The Cost of Schedule-by-Habit
Most franchise schedules are built by copying last week's schedule and adjusting for known events. This approach ignores demand variability, doesn't account for mid-week traffic patterns that have shifted over the past month, and results in chronic overstaffing during predictably slow periods. The cost is invisible until payroll runs—and by then, the week is over.
How Ezra Reads Demand Patterns
Ezra Scheduling connects to your POS data and reads historical transaction volume by time of day, day of week, and seasonal pattern.
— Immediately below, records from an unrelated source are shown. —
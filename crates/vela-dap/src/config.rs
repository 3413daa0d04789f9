//! Adapter configuration.
//!
//! Loaded from a TOML file given via `--config` or `VELA_DAP_CONFIG`. Every
//! field has a default, and an unreadable or invalid file falls back to the
//! defaults with a logged warning rather than refusing to start.

use std::path::Path;

use serde::Deserialize;
use thiserror::Error;

#[derive(Debug, Error)]
pub enum ConfigError {
    #[error("failed to read config file: {0}")]
    Io(#[from] std::io::Error),
    #[error("failed to parse config file: {0}")]
    Parse(#[from] toml::de::Error),
}

#[derive(Debug, Clone, Default, Deserialize, PartialEq)]
#[serde(deny_unknown_fields)]
pub struct DapConfig {
    #[serde(default)]
    pub log: LogConfig,
    #[serde(default)]
    pub evaluation: EvaluationConfig,
    #[serde(default)]
    pub stops: StopConfig,
    #[serde(default)]
    pub variables: VariablesConfig,
}

#[derive(Debug, Clone, Deserialize, PartialEq)]
#[serde(deny_unknown_fields)]
pub struct LogConfig {
    /// `tracing-subscriber` env-filter directive string.
    #[serde(default = "default_log_filter")]
    pub filter: String,
}

#[derive(Debug, Clone, Deserialize, PartialEq)]
#[serde(deny_unknown_fields)]
pub struct EvaluationConfig {
    /// Upper bound for a single expression evaluation, in milliseconds.
    #[serde(default = "default_eval_timeout_ms")]
    pub timeout_ms: u64,
}

#[derive(Debug, Clone, Deserialize, PartialEq)]
#[serde(deny_unknown_fields)]
pub struct StopConfig {
    /// When true, any accepted stop suspends the whole VM and `stopped`
    /// events carry `allThreadsStopped`. Off by default: only the event
    /// thread suspends.
    #[serde(default)]
    pub all_threads: bool,
}

#[derive(Debug, Clone, Deserialize, PartialEq)]
#[serde(deny_unknown_fields)]
pub struct VariablesConfig {
    /// Maximum live `variablesReference` entries before the oldest are
    /// evicted.
    #[serde(default = "default_max_refs")]
    pub max_refs: usize,
}

fn default_log_filter() -> String {
    "info".to_string()
}

fn default_eval_timeout_ms() -> u64 {
    2_000
}

fn default_max_refs() -> usize {
    10_000
}

impl Default for LogConfig {
    fn default() -> Self {
        Self {
            filter: default_log_filter(),
        }
    }
}

impl Default for EvaluationConfig {
    fn default() -> Self {
        Self {
            timeout_ms: default_eval_timeout_ms(),
        }
    }
}

impl Default for StopConfig {
    fn default() -> Self {
        Self { all_threads: false }
    }
}

impl Default for VariablesConfig {
    fn default() -> Self {
        Self {
            max_refs: default_max_refs(),
        }
    }
}

impl DapConfig {
    pub fn load_from_path(path: &Path) -> Result<Self, ConfigError> {
        let text = std::fs::read_to_string(path)?;
        Ok(toml::from_str(&text)?)
    }
}

#[cfg(test)]
mod tests {
    use super::*;

    #[test]
    fn empty_config_is_all_defaults() {
        let config: DapConfig = toml::from_str("").unwrap();
        assert_eq!(config, DapConfig::default());
        assert_eq!(config.evaluation.timeout_ms, 2_000);
        assert!(!config.stops.all_threads);
        assert_eq!(config.variables.max_refs, 10_000);
    }

    #[test]
    fn partial_sections_keep_other_defaults() {
        let config: DapConfig = toml::from_str(
            r#"
            [stops]
            all_threads = true

            [evaluation]
            timeout_ms = 250
            "#,
        )
        .unwrap();
        assert!(config.stops.all_threads);
        assert_eq!(config.evaluation.timeout_ms, 250);
        assert_eq!(config.variables.max_refs, 10_000);
        assert_eq!(config.log.filter, "info");
    }

    #[test]
    fn unknown_fields_are_rejected() {
        assert!(toml::from_str::<DapConfig>("[stops]\nall_thread = true\n").is_err());
    }
}
//! Value translation and variable references end to end.

mod support;

use serde_json::{json, Value};
use support::{attach, loc, pause_and_top_frame, DapClient};
use vela_dap::config::DapConfig;
use vela_vdwp::{
    mock::MockVm, FrameInfo, LineTableEntry, NamedValue, ObjectSummary, RefTag, TypeInfo,
    VwpValue,
};

fn named(name: &str, declared: Option<&str>, value: VwpValue) -> NamedValue {
    NamedValue {
        name: name.to_string(),
        declared_type: declared.map(str::to_string),
        value,
    }
}

async fn vm_with_locals() -> MockVm {
    let vm = MockVm::spawn().await.expect("mock vm");
    vm.add_thread(1, "main");
    vm.set_function(7, "main", "main.vela");
    vm.set_line_table(
        7,
        vec![LineTableEntry {
            code_index: 3,
            line: 3,
        }],
    );
    vm.set_frames(
        1,
        vec![FrameInfo {
            frame_id: 100,
            location: loc(7, 3),
        }],
    );
    vm.set_locals(
        1,
        100,
        vec![
            named("x", Some("Int"), VwpValue::Int(42)),
            named("ratio", Some("Float"), VwpValue::Float(2.0)),
            named("greeting", Some("Str"), VwpValue::Str("hi".to_string())),
            named("ok", Some("Bool"), VwpValue::Bool(true)),
            named("raw", Some("Byte"), VwpValue::Byte(7)),
            named("nothing", None, VwpValue::Nil),
            named(
                "p",
                Some("Point"),
                VwpValue::Ref {
                    id: 0x50,
                    tag: RefTag::Record,
                    type_desc: 9,
                },
            ),
            named(
                "gone",
                None,
                VwpValue::Ref {
                    id: 0x51,
                    tag: RefTag::Record,
                    type_desc: 9,
                },
            ),
        ],
    );
    vm.set_object(
        0x50,
        ObjectSummary {
            type_desc: 9,
            type_name: "Point".to_string(),
            tag: RefTag::Record,
            size: 2,
            brief: None,
        },
        vec![
            named("a", None, VwpValue::Int(1)),
            named("b", None, VwpValue::Str("s".to_string())),
        ],
    );
    vm.set_type_info(
        9,
        TypeInfo {
            name: "Point".to_string(),
            fields: vec![
                ("a".to_string(), "Int".to_string()),
                ("b".to_string(), "Str".to_string()),
            ],
        },
    );
    vm.set_unreadable_object(0x51);
    vm
}

async fn locals_reference(client: &mut DapClient, frame_id: i64) -> i64 {
    let body = client
        .request_ok("scopes", json!({ "frameId": frame_id }))
        .await;
    assert_eq!(body["scopes"][0]["name"], "Locals");
    body["scopes"][0]["variablesReference"]
        .as_i64()
        .expect("locals reference")
}

fn variable<'a>(variables: &'a Value, name: &str) -> &'a Value {
    variables["variables"]
        .as_array()
        .expect("variables array")
        .iter()
        .find(|entry| entry["name"] == name)
        .unwrap_or_else(|| panic!("no variable named {name}"))
}

#[tokio::test]
async fn primitives_render_canonically() {
    let vm = vm_with_locals().await;
    let mut client = DapClient::start(DapConfig::default());
    attach(&mut client, &vm).await;

    let frame_id = pause_and_top_frame(&mut client, 1).await;
    let locals = locals_reference(&mut client, frame_id).await;
    let body = client
        .request_ok("variables", json!({ "variablesReference": locals }))
        .await;

    let x = variable(&body, "x");
    assert_eq!(x["value"], "42");
    assert_eq!(x["kind"], "primitive");
    assert_eq!(x["type"], "Int");
    assert_eq!(x["variablesReference"], 0);

    assert_eq!(variable(&body, "ratio")["value"], "2.0");
    assert_eq!(variable(&body, "greeting")["value"], "hi");
    assert_eq!(variable(&body, "ok")["value"], "true");
    assert_eq!(variable(&body, "raw")["value"], "7");

    let nothing = variable(&body, "nothing");
    assert_eq!(nothing["value"], "()");
    assert_eq!(nothing["kind"], "unknown");
}

#[tokio::test]
async fn record_children_are_lazy_and_typed() {
    let vm = vm_with_locals().await;
    let mut client = DapClient::start(DapConfig::default());
    attach(&mut client, &vm).await;

    let frame_id = pause_and_top_frame(&mut client, 1).await;
    let locals = locals_reference(&mut client, frame_id).await;
    let body = client
        .request_ok("variables", json!({ "variablesReference": locals }))
        .await;

    let p = variable(&body, "p");
    assert_eq!(p["value"], "Point (2 fields)");
    assert_eq!(p["kind"], "structured");
    assert_eq!(p["type"], "Point");
    let p_ref = p["variablesReference"].as_i64().expect("record reference");
    assert!(p_ref > 0);

    let children = client
        .request_ok("variables", json!({ "variablesReference": p_ref }))
        .await;
    let a = variable(&children, "a");
    assert_eq!(a["value"], "1");
    // The VM sent no declared type for the field; the type bridge fills it
    // from the record's declaration.
    assert_eq!(a["type"], "Int");
    let b = variable(&children, "b");
    assert_eq!(b["value"], "s");
    assert_eq!(b["type"], "Str");

    // Within one suspension the reference is stable: re-listing the locals
    // hands back the same reference for p, and fetching it again yields the
    // same children.
    let body_again = client
        .request_ok("variables", json!({ "variablesReference": locals }))
        .await;
    assert_eq!(
        variable(&body_again, "p")["variablesReference"],
        json!(p_ref)
    );
    let children_again = client
        .request_ok("variables", json!({ "variablesReference": p_ref }))
        .await;
    assert_eq!(children["variables"], children_again["variables"]);
}

#[tokio::test]
async fn unreadable_values_degrade_to_a_sentinel() {
    let vm = vm_with_locals().await;
    let mut client = DapClient::start(DapConfig::default());
    attach(&mut client, &vm).await;

    let frame_id = pause_and_top_frame(&mut client, 1).await;
    let locals = locals_reference(&mut client, frame_id).await;
    let body = client
        .request_ok("variables", json!({ "variablesReference": locals }))
        .await;

    let gone = variable(&body, "gone");
    assert_eq!(gone["value"], "<unreadable>");
    assert_eq!(gone["kind"], "unknown");
    assert_eq!(gone["variablesReference"], 0);
}

#[tokio::test]
async fn references_go_stale_across_a_resume() {
    let vm = vm_with_locals().await;
    let mut client = DapClient::start(DapConfig::default());
    attach(&mut client, &vm).await;

    let frame_id = pause_and_top_frame(&mut client, 1).await;
    let locals = locals_reference(&mut client, frame_id).await;
    client
        .request_ok("variables", json!({ "variablesReference": locals }))
        .await;

    // Resuming invalidates every reference issued during the suspension.
    client.request_ok("continue", json!({ "threadId": 1 })).await;
    let message = client
        .request_err("variables", json!({ "variablesReference": locals }))
        .await;
    assert!(
        message.starts_with("STALE_REFERENCE"),
        "unexpected error: {message}"
    );
}

#[tokio::test]
async fn unknown_references_are_distinguished_from_stale_ones() {
    let vm = vm_with_locals().await;
    let mut client = DapClient::start(DapConfig::default());
    attach(&mut client, &vm).await;

    pause_and_top_frame(&mut client, 1).await;
    let message = client
        .request_err("variables", json!({ "variablesReference": 999_999 }))
        .await;
    assert!(
        message.starts_with("UNKNOWN_REFERENCE"),
        "unexpected error: {message}"
    );
}

#[tokio::test]
async fn error_values_surface_their_message() {
    let vm = vm_with_locals().await;
    vm.set_object(
        0x60,
        ObjectSummary {
            type_desc: 11,
            type_name: "FileError".to_string(),
            tag: RefTag::Error,
            size: 2,
            brief: Some("file not found".to_string()),
        },
        vec![
            named("message", Some("Str"), VwpValue::Str("file not found".to_string())),
            named("cause", None, VwpValue::Nil),
        ],
    );
    vm.set_locals(
        1,
        100,
        vec![named(
            "err",
            None,
            VwpValue::Ref {
                id: 0x60,
                tag: RefTag::Error,
                type_desc: 11,
            },
        )],
    );

    let mut client = DapClient::start(DapConfig::default());
    attach(&mut client, &vm).await;

    let frame_id = pause_and_top_frame(&mut client, 1).await;
    let locals = locals_reference(&mut client, frame_id).await;
    let body = client
        .request_ok("variables", json!({ "variablesReference": locals }))
        .await;

    let err = variable(&body, "err");
    assert_eq!(err["value"], "FileError: file not found");
    assert_eq!(err["kind"], "error");
    let err_ref = err["variablesReference"].as_i64().expect("error reference");

    let children = client
        .request_ok("variables", json!({ "variablesReference": err_ref }))
        .await;
    assert_eq!(variable(&children, "message")["value"], "file not found");
    // A nil cause is omitted entirely.
    assert!(children["variables"]
        .as_array()
        .expect("variables array")
        .iter()
        .all(|entry| entry["name"] != "cause"));
}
This demand signal is used to identify where current schedules are misaligned with actual traffic—where staff are idle, where overtime risk is building, and where labor could be redistributed to higher-demand periods without adding headcount.
Primary Metrics: SRPH, Idle Time, OT Exposure
Ezra tracks three primary labor metrics across every location and shift: Sales Revenue Per Hour (SRPH), idle time percentage, and overtime exposure. SRPH identifies the revenue productivity of each scheduled block. Idle time flags overstaffed periods. OT exposure alerts managers to emerging overtime risk before it hits the paycheck.
Location Ranking for Labor Efficiency
Like Ezra Sales, the scheduling module includes location ranking—showing which locations are most and least labor-efficient relative to the portfolio. This ranking creates visibility and accountability without requiring a separate analytics team.
Use Cases: Mid-Week Reshape, OT Intervention, Capacity Planning
Ezra Scheduling supports three primary operating use cases: mid-week schedule reshaping based on demand signals, overtime intervention when an individual or location is trending toward OT exposure, and capacity planning for seasonal or event-driven demand changes. Each use case moves the decision closer to real time and further from month-end surprises.